12.5.1 Water resources
Climate change will pose two major water management challenges in Europe: increasing water stress mainly in southeastern Europe, and increasing risk of floods throughout most of the continent. Adaptation options to cope with these challenges are well-documented (IPCC, 2001). The main structural measures to protect against floods are likely to remain reservoirs and dykes in highland and lowland areas respectively (Hooijer et al., 2004). However, other planned adaptation options are becoming more popular such as expanded floodplain areas (Helms et al., 2002), emergency flood reservoirs (Somlyódy, 2002), preserved areas for flood water (Silander et al., 2006), and flood warning systems, especially for flash floods. Reducing risks may have substantial costs.
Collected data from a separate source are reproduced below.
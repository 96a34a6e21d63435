//! Qdrant vector store backend.
//!
//! Provides [`QdrantVectorStore`] which implements [`VectorStore`] using
//! the [qdrant-client](https://docs.rs/qdrant-client) crate over gRPC.
//!
//! Qdrant only accepts UUIDs or integers as point IDs, so each chunk is stored
//! under a UUIDv5 derived from its stable ID and the stable ID itself is kept
//! in the payload.
//!
//! # Example
//!
//! ```rust,ignore
//! use docchat_rag::qdrant::QdrantVectorStore;
//!
//! let store = QdrantVectorStore::new("http://localhost:6334")?;
//! store.create_collection("docs", 384).await?;
//! store.upsert("docs", &chunks).await?;
//! let results = store.search("docs", &query_embedding, 5).await?;
//! ```

use std::collections::HashMap;

use async_trait::async_trait;
use qdrant_client::qdrant::value::Kind;
use qdrant_client::qdrant::vectors_config::Config as VectorsConfigKind;
use qdrant_client::qdrant::{
    Condition, CountPointsBuilder, CreateCollectionBuilder, DeletePointsBuilder, Distance, Filter,
    PointStruct, PointsIdsList, SearchPointsBuilder, UpsertPointsBuilder, Value as QdrantValue,
    VectorParamsBuilder,
};
use qdrant_client::{Payload, Qdrant};
use tokio::sync::RwLock;
use tracing::debug;
use uuid::Uuid;

use crate::document::{Chunk, SearchResult};
use crate::embedding::ensure_dimensions;
use crate::error::{RagError, Result};
use crate::vectorstore::{VectorStore, rank};

/// A [`VectorStore`] backed by [Qdrant](https://qdrant.tech/).
///
/// Collections use cosine distance. Dimensionality is checked client-side
/// before any request, so mismatches surface as
/// [`RagError::DimensionMismatch`] instead of a transport error. A collection
/// that already exists on the server is usable without
/// [`create_collection`](VectorStore::create_collection); its dimensionality
/// is read from the server on first use.
pub struct QdrantVectorStore {
    client: Qdrant,
    dimensions: RwLock<HashMap<String, usize>>,
}

impl QdrantVectorStore {
    /// Create a new Qdrant vector store connecting to the given URL.
    pub fn new(url: &str) -> Result<Self> {
        let client = Qdrant::from_url(url).build().map_err(Self::map_err)?;
        Ok(Self::from_client(client))
    }

    /// Create a new Qdrant vector store from an existing client.
    pub fn from_client(client: Qdrant) -> Self {
        Self { client, dimensions: RwLock::new(HashMap::new()) }
    }

    fn map_err(e: qdrant_client::QdrantError) -> RagError {
        RagError::IndexUnavailable { backend: "qdrant".to_string(), message: e.to_string() }
    }

    /// Extract a string from a Qdrant payload value.
    fn extract_string(value: &QdrantValue) -> Option<String> {
        match &value.kind {
            Some(Kind::StringValue(s)) => Some(s.clone()),
            _ => None,
        }
    }

    async fn dimensions_of(&self, collection: &str) -> Result<usize> {
        if let Some(dimensions) = self.dimensions.read().await.get(collection) {
            return Ok(*dimensions);
        }

        let info = self.client.collection_info(collection).await.map_err(Self::map_err)?;
        let dimensions = info
            .result
            .and_then(|info| info.config)
            .and_then(|config| config.params)
            .and_then(|params| params.vectors_config)
            .and_then(|vectors| vectors.config)
            .and_then(|config| match config {
                VectorsConfigKind::Params(params) => Some(params.size as usize),
                VectorsConfigKind::ParamsMap(_) => None,
            })
            .ok_or_else(|| RagError::IndexUnavailable {
                backend: "qdrant".to_string(),
                message: format!("collection '{collection}' has no single unnamed vector"),
            })?;

        debug!(collection, dimensions, "opened existing qdrant collection");
        self.dimensions.write().await.insert(collection.to_string(), dimensions);
        Ok(dimensions)
    }

    async fn check(&self, collection: &str, embedding: &[f32]) -> Result<()> {
        let expected = self.dimensions_of(collection).await?;
        ensure_dimensions(expected, embedding)
    }
}

/// The Qdrant point ID for a chunk's stable ID.
pub fn point_id(stable_id: &str) -> String {
    Uuid::new_v5(&Uuid::NAMESPACE_OID, stable_id.as_bytes()).to_string()
}

#[async_trait]
impl VectorStore for QdrantVectorStore {
    async fn create_collection(&self, name: &str, dimensions: usize) -> Result<()> {
        let collections = self.client.list_collections().await.map_err(Self::map_err)?;
        let exists = collections.collections.iter().any(|c| c.name == name);
        if exists {
            debug!(collection = name, "qdrant collection already exists, skipping creation");
        } else {
            self.client
                .create_collection(
                    CreateCollectionBuilder::new(name).vectors_config(VectorParamsBuilder::new(
                        dimensions as u64,
                        Distance::Cosine,
                    )),
                )
                .await
                .map_err(Self::map_err)?;
            debug!(collection = name, dimensions, "created qdrant collection");
        }

        self.dimensions.write().await.insert(name.to_string(), dimensions);
        Ok(())
    }

    async fn delete_collection(&self, name: &str) -> Result<()> {
        let exists = self.client.collection_exists(name).await.map_err(Self::map_err)?;
        if exists {
            self.client.delete_collection(name).await.map_err(Self::map_err)?;
            debug!(collection = name, "deleted qdrant collection");
        }
        self.dimensions.write().await.remove(name);
        Ok(())
    }

    async fn upsert(&self, collection: &str, chunks: &[Chunk]) -> Result<()> {
        if chunks.is_empty() {
            return Ok(());
        }
        for chunk in chunks {
            self.check(collection, &chunk.embedding).await?;
        }

        let points: Vec<PointStruct> = chunks
            .iter()
            .map(|chunk| {
                let metadata: serde_json::Map<String, serde_json::Value> = chunk
                    .metadata
                    .iter()
                    .map(|(k, v)| (k.clone(), serde_json::Value::String(v.clone())))
                    .collect();
                let payload = Payload::try_from(serde_json::json!({
                    "id": chunk.id,
                    "text": chunk.text,
                    "document_id": chunk.document_id,
                    "metadata": metadata,
                }))
                .unwrap_or_default();

                PointStruct::new(point_id(&chunk.id), chunk.embedding.clone(), payload)
            })
            .collect();

        self.client
            .upsert_points(UpsertPointsBuilder::new(collection, points).wait(true))
            .await
            .map_err(Self::map_err)?;

        debug!(collection, count = chunks.len(), "upserted chunks to qdrant");
        Ok(())
    }

    async fn delete(&self, collection: &str, ids: &[&str]) -> Result<()> {
        if ids.is_empty() {
            return Ok(());
        }

        let point_ids: Vec<qdrant_client::qdrant::PointId> =
            ids.iter().map(|id| point_id(id).into()).collect();

        self.client
            .delete_points(
                DeletePointsBuilder::new(collection)
                    .points(PointsIdsList { ids: point_ids })
                    .wait(true),
            )
            .await
            .map_err(Self::map_err)?;

        debug!(collection, count = ids.len(), "deleted points from qdrant");
        Ok(())
    }

    async fn retain(&self, collection: &str, keep: &[&str]) -> Result<()> {
        let keep: Vec<String> = keep.iter().map(|id| id.to_string()).collect();
        self.client
            .delete_points(
                DeletePointsBuilder::new(collection)
                    .points(Filter::must_not([Condition::matches("id", keep)]))
                    .wait(true),
            )
            .await
            .map_err(Self::map_err)?;

        debug!(collection, "pruned qdrant points outside the kept set");
        Ok(())
    }

    async fn search(
        &self,
        collection: &str,
        embedding: &[f32],
        top_k: usize,
    ) -> Result<Vec<SearchResult>> {
        self.check(collection, embedding).await?;

        let response = self
            .client
            .search_points(
                SearchPointsBuilder::new(collection, embedding.to_vec(), top_k as u64)
                    .with_payload(true),
            )
            .await
            .map_err(Self::map_err)?;

        let mut results: Vec<SearchResult> = response
            .result
            .into_iter()
            .map(|scored| {
                let field = |name: &str| {
                    scored.payload.get(name).and_then(Self::extract_string).unwrap_or_default()
                };

                let metadata: HashMap<String, String> = scored
                    .payload
                    .get("metadata")
                    .and_then(|v| match &v.kind {
                        Some(Kind::StructValue(s)) => Some(
                            s.fields
                                .iter()
                                .filter_map(|(k, v)| {
                                    Self::extract_string(v).map(|s| (k.clone(), s))
                                })
                                .collect(),
                        ),
                        _ => None,
                    })
                    .unwrap_or_default();

                SearchResult {
                    chunk: Chunk {
                        id: field("id"),
                        text: field("text"),
                        embedding: vec![],
                        metadata,
                        document_id: field("document_id"),
                    },
                    score: scored.score,
                }
            })
            .collect();

        // Qdrant does not order equal scores deterministically.
        rank(&mut results);
        Ok(results)
    }

    async fn count(&self, collection: &str) -> Result<usize> {
        let response = self
            .client
            .count(CountPointsBuilder::new(collection).exact(true))
            .await
            .map_err(Self::map_err)?;
        Ok(response.result.map(|r| r.count as usize).unwrap_or_default())
    }
}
To adapt to increasing water stress the most common and planned strategies remain supply-side measures such as impounding rivers to form in-stream reservoirs (Santos et al., 2002; Iglesias et al., 2005). However, new reservoir construction is being increasingly constrained in Europe by environmental regulations (Barreira, 2004) and high investment costs (Schröter et al., 2005). Other supply-side approaches such as wastewater reuse and desalination are being more widely considered but their popularity is reduced by health concerns related to using wastewater (Geres, 2004) and the high energy costs of desalination (Iglesias et al., 2005). Some planned demand-side strategies are also feasible (AEMA, 2002), such as household, industrial and agricultural water conservation, the reduction of leaky municipal and irrigation water systems (Donevska and Dodeva, 2004; Geres, 2004), and water pricing (Iglesias et al., 2005). Irrigation water demand may be reduced by introducing crops more suitable to the changing climate. As is the case for the supply-side approaches, most demand-side approaches are not specific to Europe. An example of a unique European approach to adapting to water stress is that regional and watershed-level strategies to adapt to climate change are being incorporated into plans for integrated water management (Kabat et al., 2002; Cosgrove et al., 2004; Kashyap, 2004) while national strategies are being designed to fit into existing governance structures (Donevska and Dodeva, 2004).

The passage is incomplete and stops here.